An obvious condition for this is the existence of reserve armies of labour in countries producing such imported means of production and subsistence, so that there is no autonomous wage push in those economies. But that is not enough. Not only should there be no autonomous wage push, but any autonomous increase, say in the profit margins in the metropolitan economies owing to an increase in the power of the monopolists, should not cause even a compensatory increase in wages in those economies from where means of subsistence and means of production are imported into the leading capitalist economy. In other words, the workers in such economies must be “price-takers,” which means that they must be located within massive labour reserves, reserves that are so large that there are neither autonomous nor compensatory wage increases. Hence the existence not only of domestic labour reserves but also of labour reserves, and that too in massive proportions, in such “feeder” economies, is a condition for the stability of the world capitalist system.

 

CRUX OF MECHANICS

OF IMPERALISM

But even this is not enough. Even if all autonomous wage push everywhere is ruled out, even if all compensatory wage increase in response to autonomous profit-push is also ruled out, there will still remain the possibility of a threat to the stability of the wealth-holding medium, arising from shortages, or excess demand situations, with regard to critical means of production and means of subsistence. There are two obvious areas where such shortages may arise: the first relates to exhaustible resources, of which oil is the most significant example today. And the second relates to products of the tropical land mass which is fixed in supply, occupied by numerous peasants and petty producers, and already so intensively used that the scope for increasing output from it is limited. True, technological progress can raise land productivity and hence increase supplies from this fixed land mass. But this can happen only at a certain rate, and not just at will.

 

It is essential for the stability of the system therefore that oil supplies must be controlled to prevent any secular increase in their prices, and that products of the tropical land mass should be extracted from their existing uses to meet the requirements of the metropolis without any rise in their prices. This latter in turn requires that this extraction should take the form of compressing the incomes of the vast mass of petty producers and workers who live in these economies, and other economies that also use such products. Control over the oil-producing economies, and the imposition of “income deflation” upon the third world workers and petty producers are thus essential for the stability of the capitalist system. And these measures constitute the crux of the mechanics of imperialism.

 

The manner in which the metropolis has imposed these controls has varied over time. In the colonial period, income deflation was imposed through the colonial tax mechanism. Now it is imposed through a plethora of neo-liberal policies that squeeze the third world working people. Likewise in the colonial period when Britain was the leading capitalist economy, it controlled the supply of exhaustible resources like oil, by the simple device of acquiring de jure or de facto control over the producing economies. Now it is ensured through political influence, though direct colonial-style control is also tried, as in Iraq.

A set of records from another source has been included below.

// Copyright 2025 the Understory Authors
// SPDX-License-Identifier: Apache-2.0 OR MIT

//! Logging shims that forward to `tracing` when the feature is enabled and
//! expand to nothing otherwise.

#[cfg(feature = "tracing")]
macro_rules! debug {
    ($($arg:tt)*) => { tracing::debug!($($arg)*) };
}

#[cfg(not(feature = "tracing"))]
macro_rules! debug {
    ($($arg:tt)*) => {};
}

#[cfg(feature = "tracing")]
macro_rules! trace {
    ($($arg:tt)*) => { tracing::trace!($($arg)*) };
}

#[cfg(not(feature = "tracing"))]
macro_rules! trace {
    ($($arg:tt)*) => {};
}

pub(crate) use {debug, trace};
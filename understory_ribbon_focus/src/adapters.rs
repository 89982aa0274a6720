// Copyright 2025 the Understory Authors
// SPDX-License-Identifier: Apache-2.0 OR MIT

//! Integration helpers for other Understory crates.
//!
//! Modules in this file are behind feature flags so `understory_ribbon_focus`
//! can remain usable in contexts that do not depend on those crates.
//!
//! - `layout` (`layout_adapter` feature): answer [`crate::FocusGeometry`]
//!   and [`crate::SectionCounts`] queries from `understory_ribbon::SectionFrames`,
//!   optionally below a list header.

#[cfg(feature = "layout_adapter")]
pub mod layout;
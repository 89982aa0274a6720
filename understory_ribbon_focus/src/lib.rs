// Copyright 2025 the Understory Authors
// SPDX-License-Identifier: Apache-2.0 OR MIT

// After you edit the crate's doc comment, run this command, then check README.md for any missing links
// cargo rdme --workspace-project=understory_ribbon_focus --heading-base-level=0

//! Understory Ribbon Focus: focus and scroll coordination for sectioned lists.
//!
//! Directional focus engines (D-pad, remote, arrow keys) pick the next focused
//! item geometrically. In a vertical list of horizontally scrolling ribbons
//! that often means moving up from a wide row lands two or three sections
//! higher than the user expects, or leaves the list entirely from the middle.
//! [`FocusCoordinator`] guards against that:
//!
//! - [`FocusCoordinator::should_allow_transition`] refuses a move that skips
//!   sections upwards, or leaves the list from an interior section, and
//!   remembers the last item of the section directly above as a one-shot
//!   redirect target.
//! - [`FocusCoordinator::can_focus_item`] and
//!   [`FocusCoordinator::preferred_focus`] steer the focus engine onto that
//!   target on its next pass.
//! - [`FocusCoordinator::target_scroll_offset`] settles the vertical scroll
//!   offset on the focused item or its section header.
//!
//! The coordinator never holds on to views. The host answers its questions
//! through three small traits:
//!
//! - [`SectionCounts`]: how many sections and items exist.
//! - [`FocusGeometry`]: where headers and items are.
//! - [`FocusDelegate`]: optional overrides, implemented by `()` when unused.
//!
//! With the `layout_adapter` feature, `adapters::layout::StackedSections`
//! answers the first two from `understory_ribbon` section frames.
//!
//! ## Minimal example
//!
//! ```rust
//! use understory_ribbon_focus::{FocusCoordinator, FocusTransition, ItemCoord};
//!
//! let mut coordinator = FocusCoordinator::new();
//! let item_counts = [3_usize, 3, 3, 3, 4, 2];
//!
//! // Moving up from section 5 straight to section 2 is refused...
//! let skip = FocusTransition::between(ItemCoord::new(5, 0), ItemCoord::new(2, 1));
//! assert!(!coordinator.should_allow_transition(skip, &item_counts));
//!
//! // ...and focus is sent to the last item of section 4 instead.
//! assert!(coordinator.can_focus_item(ItemCoord::new(4, 3), &()));
//! assert!(!coordinator.can_focus_item(ItemCoord::new(2, 1), &()));
//! assert_eq!(coordinator.consume_forced_focus(), Some(ItemCoord::new(4, 3)));
//! ```
//!
//! This crate is `no_std` and uses `alloc`.

#![no_std]

extern crate alloc;

pub mod adapters;

mod coord;
mod coordinator;
mod delegate;
mod geometry;
mod log;

pub use coord::{FocusTransition, ItemCoord};
pub use coordinator::{FocusCoordinator, FocusDecision};
pub use delegate::FocusDelegate;
pub use geometry::{FocusGeometry, ScrollBehavior, SectionCounts};
// Copyright 2025 the Understory Authors
// SPDX-License-Identifier: Apache-2.0 OR MIT

//! Section layout planning.

use kurbo::{Insets, Point, Size};
use smallvec::SmallVec;

use crate::config::{
    DEFAULT_ITEM_WIDTH, ItemsPerDeviceClass, MAX_ITEMS_PER_GROUP, SectionConfiguration,
    SectionLayoutKind,
};
use crate::dimension::Dimension;
use crate::environment::LayoutEnvironment;
use crate::error::{ConfigError, ConfigField};
use crate::log::debug;
use crate::plan::{
    Axis, BoundaryAlignment, BoundaryItem, BoundaryKind, GroupAdvance, GroupPlan, LayoutPlan,
    OrthogonalScrolling, PlanKind, Slot,
};
use crate::search::WidthSearch;

/// Header and footer heights the host resolved for a section.
///
/// A boundary is emitted only when its raw value is positive; `None`, zero and
/// negative values omit it entirely.
#[derive(Copy, Clone, Debug, Default, PartialEq)]
#[cfg_attr(feature = "serde", derive(serde::Serialize, serde::Deserialize))]
pub struct SectionBoundaries {
    /// Header height.
    pub header: Option<Dimension>,
    /// Footer height.
    pub footer: Option<Dimension>,
}

impl SectionBoundaries {
    /// No header and no footer.
    pub const NONE: Self = Self {
        header: None,
        footer: None,
    };

    /// Only a header.
    #[must_use]
    pub fn header(height: Dimension) -> Self {
        Self {
            header: Some(height),
            footer: None,
        }
    }

    /// Sets the footer.
    #[must_use]
    pub fn with_footer(mut self, height: Dimension) -> Self {
        self.footer = Some(height);
        self
    }

    /// Checks that both heights are finite and not negative.
    pub fn validate(&self) -> Result<(), ConfigError> {
        [self.header, self.footer]
            .into_iter()
            .flatten()
            .try_for_each(|height| height.validate(ConfigField::Boundary))
    }
}

/// Knobs that apply to every section a planner plans.
#[derive(Copy, Clone, Debug, Default, PartialEq)]
#[cfg_attr(feature = "serde", derive(serde::Serialize, serde::Deserialize))]
pub struct PlannerOptions {
    /// Sideways scrolling for sections that scroll orthogonally.
    pub orthogonal_scrolling: OrthogonalScrolling,
    /// Width search used by single sections with an aspect ratio.
    pub width_search: WidthSearch,
}

/// Computes [`LayoutPlan`]s from section configurations.
///
/// A planner holds only its [`PlannerOptions`]; [`LayoutPlanner::plan`] is a
/// pure function of its arguments, so planning the same inputs twice yields
/// equal plans.
#[derive(Copy, Clone, Debug, Default, PartialEq)]
pub struct LayoutPlanner {
    options: PlannerOptions,
}

impl LayoutPlanner {
    /// Creates a planner with the given options.
    #[must_use]
    pub fn new(options: PlannerOptions) -> Self {
        Self { options }
    }

    /// Returns the planner options.
    #[must_use]
    pub fn options(&self) -> &PlannerOptions {
        &self.options
    }

    /// Plans section `section`.
    ///
    /// - Horizontal: one slot per declared width, side by side with
    ///   `inter_item_spacing`; groups continue sideways.
    /// - Vertical: `rows` equal-height slots stacked with `inter_item_spacing`
    ///   filling the declared height; groups continue sideways.
    /// - List: no group; the host's list rows take over.
    /// - Wall: table count per row, `width = container / count`,
    ///   `height = width * aspect_ratio`; rows wrap down the section.
    /// - Single: like wall, but with an aspect ratio the count comes from the
    ///   [`WidthSearch`]; without one, items fill the container height. No
    ///   section insets or group spacing apply.
    #[must_use]
    pub fn plan(
        &self,
        section: usize,
        configuration: &SectionConfiguration,
        environment: &LayoutEnvironment,
        boundaries: SectionBoundaries,
    ) -> LayoutPlan {
        let container = environment.container_size;
        let item_spacing = clamp_length(configuration.inter_item_spacing);
        let group_spacing = clamp_length(configuration.inter_group_spacing);

        let (kind, group, list_style) = match &configuration.layout {
            SectionLayoutKind::Horizontal {
                height,
                item_widths,
            } => (
                PlanKind::Horizontal,
                Some(horizontal_group(*height, item_widths, item_spacing, container)),
                None,
            ),
            SectionLayoutKind::Vertical {
                rows,
                height,
                item_width,
            } => (
                PlanKind::Vertical,
                Some(vertical_group(
                    *rows,
                    *height,
                    *item_width,
                    item_spacing,
                    container,
                )),
                None,
            ),
            SectionLayoutKind::List(style) => (PlanKind::List, None, Some(*style)),
            SectionLayoutKind::Wall(items) => (
                PlanKind::Wall,
                Some(table_group(items, environment, None)),
                None,
            ),
            SectionLayoutKind::Single(items) => {
                let group = if items.aspect_ratio == 0.0 {
                    table_group(items, environment, Some(container.height))
                } else {
                    searched_group(
                        items.aspect_ratio,
                        item_spacing,
                        container.width,
                        &self.options.width_search,
                    )
                };
                (PlanKind::Single, Some(group), None)
            }
        };

        let (content_insets, inter_group_spacing) = if kind == PlanKind::Single {
            (Insets::ZERO, 0.0)
        } else {
            (clamp_insets(configuration.section_insets), group_spacing)
        };
        let orthogonal_scrolling = if configuration.layout.scrolls_orthogonally() {
            self.options.orthogonal_scrolling
        } else {
            OrthogonalScrolling::None
        };

        let header = boundary(
            BoundaryKind::Header,
            boundaries.header,
            configuration.header_insets,
            container,
        );
        let footer = boundary(
            BoundaryKind::Footer,
            boundaries.footer,
            configuration.footer_insets,
            container,
        );

        debug!(
            section,
            ?kind,
            has_header = header.is_some(),
            has_footer = footer.is_some(),
            "planned section"
        );

        LayoutPlan {
            section,
            kind,
            width: clamp_length(container.width),
            group,
            inter_group_spacing,
            content_insets,
            orthogonal_scrolling,
            header,
            footer,
            list_style,
        }
    }
}

/// Plans `section` with default [`PlannerOptions`].
#[must_use]
pub fn plan(
    section: usize,
    configuration: &SectionConfiguration,
    environment: &LayoutEnvironment,
    boundaries: SectionBoundaries,
) -> LayoutPlan {
    LayoutPlanner::default().plan(section, configuration, environment, boundaries)
}

fn horizontal_group(
    height: Dimension,
    item_widths: &[Dimension],
    spacing: f64,
    container: Size,
) -> GroupPlan {
    let default_width = [DEFAULT_ITEM_WIDTH];
    let item_widths = if item_widths.is_empty() {
        &default_width[..]
    } else {
        item_widths
    };

    let group_height = height.resolve(container);
    // Slot fractions of the height refer to the group, not the container.
    let slot_reference = Size::new(container.width, group_height);

    let mut slots = SmallVec::new();
    let mut x = 0.0;
    for (index, width) in item_widths.iter().enumerate() {
        if index > 0 {
            x += spacing;
        }
        let slot_width = width.resolve(slot_reference);
        slots.push(Slot {
            origin: Point::new(x, 0.0),
            size: Size::new(slot_width, group_height),
            estimated: width.is_estimated(),
        });
        x += slot_width;
    }

    GroupPlan {
        size: Size::new(x, group_height),
        width_is_estimated: item_widths.iter().any(|w| w.is_estimated()),
        slot_axis: Axis::Horizontal,
        advance: GroupAdvance::Orthogonal,
        inter_item_spacing: spacing,
        slots,
    }
}

fn vertical_group(
    rows: usize,
    height: Dimension,
    item_width: Dimension,
    spacing: f64,
    container: Size,
) -> GroupPlan {
    let rows = rows.clamp(1, MAX_ITEMS_PER_GROUP);
    let group_height = height.resolve(container);
    let width = item_width.resolve(container);
    let gaps = spacing * (rows - 1) as f64;
    let slot_height = clamp_length((group_height - gaps) / rows as f64);

    let slots = (0..rows)
        .map(|row| Slot {
            origin: Point::new(0.0, row as f64 * (slot_height + spacing)),
            size: Size::new(width, slot_height),
            estimated: item_width.is_estimated(),
        })
        .collect();

    GroupPlan {
        size: Size::new(width, group_height),
        width_is_estimated: item_width.is_estimated(),
        slot_axis: Axis::Vertical,
        advance: GroupAdvance::Orthogonal,
        inter_item_spacing: spacing,
        slots,
    }
}

/// A full-width row of table-counted items that tile the container exactly.
///
/// `fill_height` replaces the aspect-derived height when given.
fn table_group(
    items: &ItemsPerDeviceClass,
    environment: &LayoutEnvironment,
    fill_height: Option<f64>,
) -> GroupPlan {
    let container_width = clamp_length(environment.container_size.width);
    let count = items.item_count(environment);
    let width = container_width / count as f64;
    let height = match fill_height {
        Some(height) => clamp_length(height),
        None => clamp_length(width * items.aspect_ratio),
    };
    row_group(count, width, height, 0.0, container_width)
}

fn searched_group(
    aspect_ratio: f64,
    spacing: f64,
    container_width: f64,
    search: &WidthSearch,
) -> GroupPlan {
    let container_width = clamp_length(container_width);
    let result = search.run(container_width, spacing);
    debug!(
        width = result.width,
        count = result.count,
        steps = result.steps,
        "width search settled"
    );
    let height = clamp_length(result.width * aspect_ratio);
    row_group(result.count, result.width, height, spacing, container_width)
}

fn row_group(count: usize, width: f64, height: f64, spacing: f64, row_width: f64) -> GroupPlan {
    let slots = (0..count.min(MAX_ITEMS_PER_GROUP))
        .map(|index| Slot {
            origin: Point::new(index as f64 * (width + spacing), 0.0),
            size: Size::new(width, height),
            estimated: false,
        })
        .collect();
    GroupPlan {
        size: Size::new(row_width, height),
        width_is_estimated: false,
        slot_axis: Axis::Horizontal,
        advance: GroupAdvance::Wrap,
        inter_item_spacing: spacing,
        slots,
    }
}

fn boundary(
    kind: BoundaryKind,
    height: Option<Dimension>,
    insets: Insets,
    container: Size,
) -> Option<BoundaryItem> {
    let height = height.filter(|h| h.value() > 0.0)?;
    Some(BoundaryItem {
        kind,
        height: height.resolve(container),
        estimated: height.is_estimated(),
        alignment: match kind {
            BoundaryKind::Header => BoundaryAlignment::TopLeading,
            BoundaryKind::Footer => BoundaryAlignment::BottomLeading,
        },
        insets: clamp_insets(insets),
    })
}

fn clamp_length(value: f64) -> f64 {
    if value.is_finite() && value > 0.0 {
        value
    } else {
        0.0
    }
}

fn clamp_insets(insets: Insets) -> Insets {
    Insets::new(
        clamp_length(insets.x0),
        clamp_length(insets.y0),
        clamp_length(insets.x1),
        clamp_length(insets.y1),
    )
}
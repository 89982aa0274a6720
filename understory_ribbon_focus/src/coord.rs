// Copyright 2025 the Understory Authors
// SPDX-License-Identifier: Apache-2.0 OR MIT

use core::fmt;

/// Position of one item: its section and its index within that section.
#[derive(Copy, Clone, Debug, PartialEq, Eq, PartialOrd, Ord, Hash)]
#[cfg_attr(feature = "serde", derive(serde::Serialize, serde::Deserialize))]
pub struct ItemCoord {
    /// Section index.
    pub section: usize,
    /// Item index within the section.
    pub item: usize,
}

impl ItemCoord {
    /// Creates a coordinate.
    #[must_use]
    pub const fn new(section: usize, item: usize) -> Self {
        Self { section, item }
    }
}

impl fmt::Display for ItemCoord {
    fn fmt(&self, f: &mut fmt::Formatter<'_>) -> fmt::Result {
        write!(f, "{}:{}", self.section, self.item)
    }
}

/// A proposed or completed move of focus.
///
/// `previous == None` means focus enters the list from outside; `next == None`
/// means it leaves the list.
#[derive(Copy, Clone, Debug, Default, PartialEq, Eq, Hash)]
#[cfg_attr(feature = "serde", derive(serde::Serialize, serde::Deserialize))]
pub struct FocusTransition {
    /// Item losing focus.
    pub previous: Option<ItemCoord>,
    /// Item gaining focus.
    pub next: Option<ItemCoord>,
}

impl FocusTransition {
    /// Creates a transition.
    #[must_use]
    pub const fn new(previous: Option<ItemCoord>, next: Option<ItemCoord>) -> Self {
        Self { previous, next }
    }

    /// Focus moving from one item to another.
    #[must_use]
    pub const fn between(previous: ItemCoord, next: ItemCoord) -> Self {
        Self::new(Some(previous), Some(next))
    }

    /// Focus entering the list at `next`.
    #[must_use]
    pub const fn entering(next: ItemCoord) -> Self {
        Self::new(None, Some(next))
    }

    /// Focus leaving the list from `previous`.
    #[must_use]
    pub const fn leaving(previous: ItemCoord) -> Self {
        Self::new(Some(previous), None)
    }
}
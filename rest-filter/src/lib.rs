// =============================================================================
// CRATE-LEVEL QUALITY LINTS (following Tokio/Serde standards)
// =============================================================================
#![forbid(unsafe_code)]
#![deny(unused_must_use)]
#![warn(missing_docs)]
#![warn(missing_debug_implementations)]
#![warn(rust_2018_idioms)]
#![warn(unreachable_pub)]
#![warn(rustdoc::missing_crate_level_docs)]
#![warn(rustdoc::broken_intra_doc_links)]
// =============================================================================
// CLIPPY CONFIGURATION
// =============================================================================
#![allow(clippy::doc_markdown)] // SQL keywords in docs
#![allow(clippy::module_name_repetitions)] // FilterSource in source, etc.
#![allow(clippy::return_self_not_must_use)] // Builder methods return Self
#![allow(clippy::must_use_candidate)] // Builder methods - fluent API doesn't need must_use
#![allow(clippy::cast_precision_loss)] // u64 above i64::MAX falls back to f64
#![allow(clippy::indexing_slicing)] // Indices come from the key index or len() right before use

//! # rest-filter - REST Query Filters to SQL
//!
//! Compiles the filter part of a REST request (`field[:command]*=value`) into
//! a SQL `WHERE` clause for a single table.
//!
//! ## Quick Start
//!
//! ```
//! use rest_filter::{FilterCompiler, FilterSource, MySql};
//!
//! let source = FilterSource::from_query_string(
//!     "id:gt=2&title:like=big&(father,son):prefix=Luke",
//! )
//! .unwrap();
//!
//! let filter = FilterCompiler::new("people", MySql).compile(&source).unwrap();
//!
//! assert_eq!(
//!     filter.to_string(),
//!     "WHERE (`people`.`id` > '2') \
//!      AND (`people`.`title` LIKE '%' 'big' '%') \
//!      AND ((`people`.`father` LIKE 'Luke' '%') OR (`people`.`son` LIKE 'Luke' '%'))"
//! );
//! ```
//!
//! ## Key Syntax
//!
//! | Key | Meaning |
//! |-----|---------|
//! | `id=2` | `eq`, numeric text becomes a number |
//! | `id[]=1&id[]=2` | `in` |
//! | `title:like=big` | explicit command |
//! | `likes:null:not=0` | command chain, OR-joined |
//! | `(father,son):like=Luke` | field group, OR-joined |
//!
//! ## Commands
//!
//! | Command | SQL |
//! |---------|-----|
//! | `eq` | `field = v` |
//! | `not` | `field != v` |
//! | `gt` | `field > v` |
//! | `gte` | `field >= v` |
//! | `null` | `field IS NULL` |
//! | `like` | `field LIKE '%' v '%'` |
//! | `prefix` | `field LIKE v '%'` |
//! | `in` | `field IN (v1, v2)` |
//! | `range` | `(field >= min AND field < max) OR ...` |
//! | `notrange` | `(field < min AND field >= max) AND ...` |
//!
//! ## Field Access
//!
//! Field names come from the client. Restrict them with an allow list and a
//! deny list; a rejected field fails the whole filter:
//!
//! ```
//! use rest_filter::{Ansi, CompileError, FilterCompiler, FilterSource};
//!
//! let compiler = FilterCompiler::new("users", Ansi)
//!     .allow_fields(&["name", "email"])
//!     .deny_fields(&["password"]);
//!
//! let source = FilterSource::new().with("password:prefix", "a");
//! assert_eq!(
//!     compiler.compile(&source),
//!     Err(CompileError::FieldNotAllowed { field: "password".into() })
//! );
//! ```

pub mod constants;

mod command;
mod compile;
mod escape;
mod key;
mod policy;
mod source;
mod types;

pub use command::{Command, Escaped};
pub use compile::{CompileError, CompiledFilter, FilterCompiler, compile_filter};
pub use escape::{Ansi, Escaper, MySql};
pub use key::{FieldSpec, ParsedKey};
pub use policy::FieldPolicy;
pub use source::{FilterSource, SourceError, url_decode};
pub use types::Value;

/// Prelude module for convenient imports.
///
/// ```
/// use rest_filter::prelude::*;
///
/// let source = FilterSource::new().with("id", "7");
/// let filter = compile_filter("items", &source, Ansi).unwrap();
/// assert_eq!(filter.expression(), Some(r#"("items"."id" = 7)"#));
/// ```
pub mod prelude {
    pub use crate::{
        Ansi, Command, CompileError, CompiledFilter, Escaper, FieldPolicy, FilterCompiler,
        FilterSource, MySql, SourceError, Value, compile_filter,
    };
}


// ============================================================================
// API Contract Tests (compile-time assertions)
// ============================================================================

But no matter what the form is, imperialism, in the sense of acquisition of control over the world in both a social and a spatial sense, is essential for capitalism. The identity of the leading country may change but the necessity for such control will not.

 

In the era of globalisation, though the third world bourgeoisie may have got progressively more integrated with international finance capital, this still does not negate the need for world capitalism to have control over third world resources and products. The imposition of income deflation on third world working people is a necessary element of such control, which constitutes imperialism.